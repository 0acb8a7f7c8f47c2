//! Deferred batch queue
//!
//! When both the paint and underlay categories are active, the paint pass for
//! each batch is postponed: the batch is retained here together with its
//! brush-settings snapshot and editing context, and replayed once every
//! non-deferred module has already mutated the surface for all batches up to
//! that point. Bounded draining keeps the backlog (and peak memory) capped
//! during the gesture; the full drain runs at gesture end.

use std::collections::VecDeque;

use tracing::debug;

use crate::types::Batch;

/// Default backlog bound
pub const DEFAULT_DEFERRED_CAPACITY: usize = 10;

/// A retained batch plus the context needed to re-apply it
#[derive(Debug, Clone)]
pub struct DeferredBatch {
    /// Position of the batch within the gesture, assigned at ingestion
    pub sequence: usize,
    pub batch: Batch,
}

/// Bounded FIFO of pending stroke-segment batches
#[derive(Debug)]
pub struct DeferredBatchQueue {
    entries: VecDeque<DeferredBatch>,
    capacity: usize,
}

impl DeferredBatchQueue {
    pub fn new(capacity: usize) -> Self {
        Self {
            entries: VecDeque::new(),
            capacity,
        }
    }

    pub fn with_default_capacity() -> Self {
        Self::new(DEFAULT_DEFERRED_CAPACITY)
    }

    #[inline]
    pub fn capacity(&self) -> usize {
        self.capacity
    }

    #[inline]
    pub fn len(&self) -> usize {
        self.entries.len()
    }

    #[inline]
    pub fn is_empty(&self) -> bool {
        self.entries.is_empty()
    }

    /// Append a batch. Never drops; overflow is handled by bounded draining.
    pub fn push(&mut self, entry: DeferredBatch) {
        self.entries.push_back(entry);
    }

    /// Pop and apply the oldest entries while the queue length exceeds
    /// `capacity`. FIFO order.
    pub fn drain_bounded<F>(&mut self, capacity: usize, mut apply: F)
    where
        F: FnMut(DeferredBatch),
    {
        while self.entries.len() > capacity {
            // Bounded by the loop condition, pop cannot fail here
            if let Some(entry) = self.entries.pop_front() {
                apply(entry);
            }
        }
    }

    /// Pop and apply every remaining entry, FIFO, leaving the queue empty.
    pub fn drain_all<F>(&mut self, mut apply: F)
    where
        F: FnMut(DeferredBatch),
    {
        while let Some(entry) = self.entries.pop_front() {
            apply(entry);
        }
    }

    /// Discard all entries without applying them. Used when a gesture is
    /// aborted rather than completed. Returns the number discarded.
    pub fn clear(&mut self) -> usize {
        let discarded = self.entries.len();
        if discarded > 0 {
            debug!("discarding {discarded} deferred batches");
        }
        self.entries.clear();
        discarded
    }
}
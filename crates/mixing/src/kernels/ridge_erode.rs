//! Ridge erosion kernel - steepens relief by pushing cells away from the
//! local mean

use crate::error::ApplyError;
use crate::module::{Module, RidgeErodeParams};
use crate::types::StrokeSegment;

use super::{register_height_tiles, ApplyCtx, RegionSampler};

/// Normalizes the 0..128 strength parameter
const STRENGTH_RANGE: f32 = 128.0;

pub(crate) fn apply(
    params: &RidgeErodeParams,
    module: &Module,
    segment: &StrokeSegment,
    ctx: &mut ApplyCtx<'_>,
) -> Result<(), ApplyError> {
    let size = module.effective_size(ctx.settings);
    let fp = ctx
        .surface
        .footprint(segment.curr_uv, size, ctx.settings.rotation_degrees)?;

    register_height_tiles(ctx, fp.rect);

    let strength =
        module.strength_factor() * (params.strength / STRENGTH_RANGE).clamp(0.0, 1.0);
    let sharpness = params.sharpness.clamp(0.0, 1.0);

    let source_rect = fp.rect.expanded(1, ctx.surface.width(), ctx.surface.height());
    let sampler = RegionSampler::new(ctx.surface, source_rect);

    for y in fp.rect.y0..fp.rect.y1 {
        for x in fp.rect.x0..fp.rect.x1 {
            let w = fp.weight(x, y, &ctx.context.stamp);
            if w <= 0.0 {
                continue;
            }

            // Cells above the local mean climb, cells below it sink
            let (avg, _, _) = sampler.neighborhood(x as i64, y as i64);
            let current = sampler.get(x as i64, y as i64);
            let pushed = current + (current - avg) * sharpness * strength * w;
            ctx.surface.heights_mut().set(x, y, pushed);
        }
    }

    ctx.surface.mark_region_dirty(fp.rect);
    Ok(())
}

#[cfg(test)]
mod tests {
    use super::super::test_support::{segment_at, Fixture};
    use super::*;
    use crate::module::ModuleKind;

    fn erode_module(strength: f32, sharpness: f32) -> Module {
        Module::new(
            ModuleKind::RidgeErode(RidgeErodeParams {
                strength,
                sharpness,
            }),
            true,
            100.0,
            100.0,
            5,
            5,
        )
    }

    #[test]
    fn test_sharpens_a_ridge() {
        let mut fixture = Fixture::new();
        fixture.surface.heights_mut().clear(0.4);
        // A low ridge bump at the brush center
        fixture.surface.heights_mut().set(64, 64, 0.8);

        let module = erode_module(128.0, 1.0);
        apply(
            &RidgeErodeParams {
                strength: 128.0,
                sharpness: 1.0,
            },
            &module,
            &segment_at(0.5, 0.5),
            &mut fixture.ctx(),
        )
        .unwrap();

        // The crest climbs away from the mean, its flanks sink
        assert!(fixture.surface.heights().get(64, 64).unwrap() > 0.8);
        assert!(fixture.surface.heights().get(63, 64).unwrap() < 0.4);
    }

    #[test]
    fn test_flat_ground_is_stable() {
        let mut fixture = Fixture::new();
        fixture.surface.heights_mut().clear(0.5);

        let module = erode_module(128.0, 1.0);
        apply(
            &RidgeErodeParams {
                strength: 128.0,
                sharpness: 1.0,
            },
            &module,
            &segment_at(0.5, 0.5),
            &mut fixture.ctx(),
        )
        .unwrap();

        // No relief to amplify
        assert_eq!(fixture.surface.heights().get(64, 64), Some(0.5));
    }
}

» Task brief:
Repeat the material in full. Nothing may differ.

» Response box:
repository 0acb8a7f7c8f47c2
//! Deferred batch queue
//!
//! When both the paint and underlay categories are active, the paint pass for
//! each batch is postponed: the batch is retained here together with its
//! brush-settings snapshot and editing context, and replayed once every
//! non-deferred module has already mutated the surface for all batches up to
//! that point. Bounded draining keeps the backlog (and peak memory) capped
//! during the gesture; the full drain runs at gesture end.

use std::collections::VecDeque;

use tracing::debug;

use crate::types::Batch;

/// Default backlog bound
pub const DEFAULT_DEFERRED_CAPACITY: usize = 10;

/// A retained batch plus the context needed to re-apply it
#[derive(Debug, Clone)]
pub struct DeferredBatch {
    /// Position of the batch within the gesture, assigned at ingestion
    pub sequence: usize,
    pub batch: Batch,
}

/// Bounded FIFO of pending stroke-segment batches
#[derive(Debug)]
pub struct DeferredBatchQueue {
    entries: VecDeque<DeferredBatch>,
    capacity: usize,
}

impl DeferredBatchQueue {
    pub fn new(capacity: usize) -> Self {
        Self {
            entries: VecDeque::new(),
            capacity,
        }
    }

    pub fn with_default_capacity() -> Self {
        Self::new(DEFAULT_DEFERRED_CAPACITY)
    }

    #[inline]
    pub fn capacity(&self) -> usize {
        self.capacity
    }

    #[inline]
    pub fn len(&self) -> usize {
        self.entries.len()
    }

    #[inline]
    pub fn is_empty(&self) -> bool {
        self.entries.is_empty()
    }

    /// Append a batch. Never drops; overflow is handled by bounded draining.
    pub fn push(&mut self, entry: DeferredBatch) {
        self.entries.push_back(entry);
    }

    /// Pop and apply the oldest entries while the queue length exceeds
    /// `capacity`. FIFO order.
    pub fn drain_bounded<F>(&mut self, capacity: usize, mut apply: F)
    where
        F: FnMut(DeferredBatch),
    {
        while self.entries.len() > capacity {
            // Bounded by the loop condition, pop cannot fail here
            if let Some(entry) = self.entries.pop_front() {
                apply(entry);
            }
        }
    }

    /// Pop and apply every remaining entry, FIFO, leaving the queue empty.
    pub fn drain_all<F>(&mut self, mut apply: F)
    where
        F: FnMut(DeferredBatch),
    {
        while let Some(entry) = self.entries.pop_front() {
            apply(entry);
        }
    }

    /// Discard all entries without applying them. Used when a gesture is
    /// aborted rather than completed. Returns the number discarded.
    pub fn clear(&mut self) -> usize {
        let discarded = self.entries.len();
        if discarded > 0 {
            debug!("discarding {discarded} deferred batches");
        }
        self.entries.clear();
        discarded
    }
}
filename crates/mixing/src/kernels/ridge_erode.rs
//! Ridge erosion kernel - steepens relief by pushing cells away from the
//! local mean

use crate::error::ApplyError;
use crate::module::{Module, RidgeErodeParams};
use crate::types::StrokeSegment;

use super::{register_height_tiles, ApplyCtx, RegionSampler};

/// Normalizes the 0..128 strength parameter
const STRENGTH_RANGE: f32 = 128.0;

pub(crate) fn apply(
    params: &RidgeErodeParams,
    module: &Module,
    segment: &StrokeSegment,
    ctx: &mut ApplyCtx<'_>,
) -> Result<(), ApplyError> {
    let size = module.effective_size(ctx.settings);
    let fp = ctx
        .surface
        .footprint(segment.curr_uv, size, ctx.settings.rotation_degrees)?;

    register_height_tiles(ctx, fp.rect);

    let strength =
        module.strength_factor() * (params.strength / STRENGTH_RANGE).clamp(0.0, 1.0);
    let sharpness = params.sharpness.clamp(0.0, 1.0);

    let source_rect = fp.rect.expanded(1, ctx.surface.width(), ctx.surface.height());
    let sampler = RegionSampler::new(ctx.surface, source_rect);

    for y in fp.rect.y0..fp.rect.y1 {
        for x in fp.rect.x0..fp.rect.x1 {
            let w = fp.weight(x, y, &ctx.context.stamp);
            if w <= 0.0 {
                continue;
            }

            // Cells above the local mean climb, cells below it sink
            let (avg, _, _) = sampler.neighborhood(x as i64, y as i64);
            let current = sampler.get(x as i64, y as i64);
            let pushed = current + (current - avg) * sharpness * strength * w;
            ctx.surface.heights_mut().set(x, y, pushed);
        }
    }

    ctx.surface.mark_region_dirty(fp.rect);
    Ok(())
}

#[cfg(test)]
mod tests {
    use super::super::test_support::{segment_at, Fixture};
    use super::*;
    use crate::module::ModuleKind;

    fn erode_module(strength: f32, sharpness: f32) -> Module {
        Module::new(
            ModuleKind::RidgeErode(RidgeErodeParams {
                strength,
                sharpness,
            }),
            true,
            100.0,
            100.0,
            5,
            5,
        )
    }

    #[test]
    fn test_sharpens_a_ridge() {
        let mut fixture = Fixture::new();
        fixture.surface.heights_mut().clear(0.4);
        // A low ridge bump at the brush center
        fixture.surface.heights_mut().set(64, 64, 0.8);

        let module = erode_module(128.0, 1.0);
        apply(
            &RidgeErodeParams {
                strength: 128.0,
                sharpness: 1.0,
            },
            &module,
            &segment_at(0.5, 0.5),
            &mut fixture.ctx(),
        )
        .unwrap();

        // The crest climbs away from the mean, its flanks sink
        assert!(fixture.surface.heights().get(64, 64).unwrap() > 0.8);
        assert!(fixture.surface.heights().get(63, 64).unwrap() < 0.4);
    }

    #[test]
    fn test_flat_ground_is_stable() {
        let mut fixture = Fixture::new();
        fixture.surface.heights_mut().clear(0.5);

        let module = erode_module(128.0, 1.0);
        apply(
            &RidgeErodeParams {
                strength: 128.0,
                sharpness: 1.0,
            },
            &module,
            &segment_at(0.5, 0.5),
            &mut fixture.ctx(),
        )
        .unwrap();

        // No relief to amplify
        assert_eq!(fixture.surface.heights().get(64, 64), Some(0.5));
    }
}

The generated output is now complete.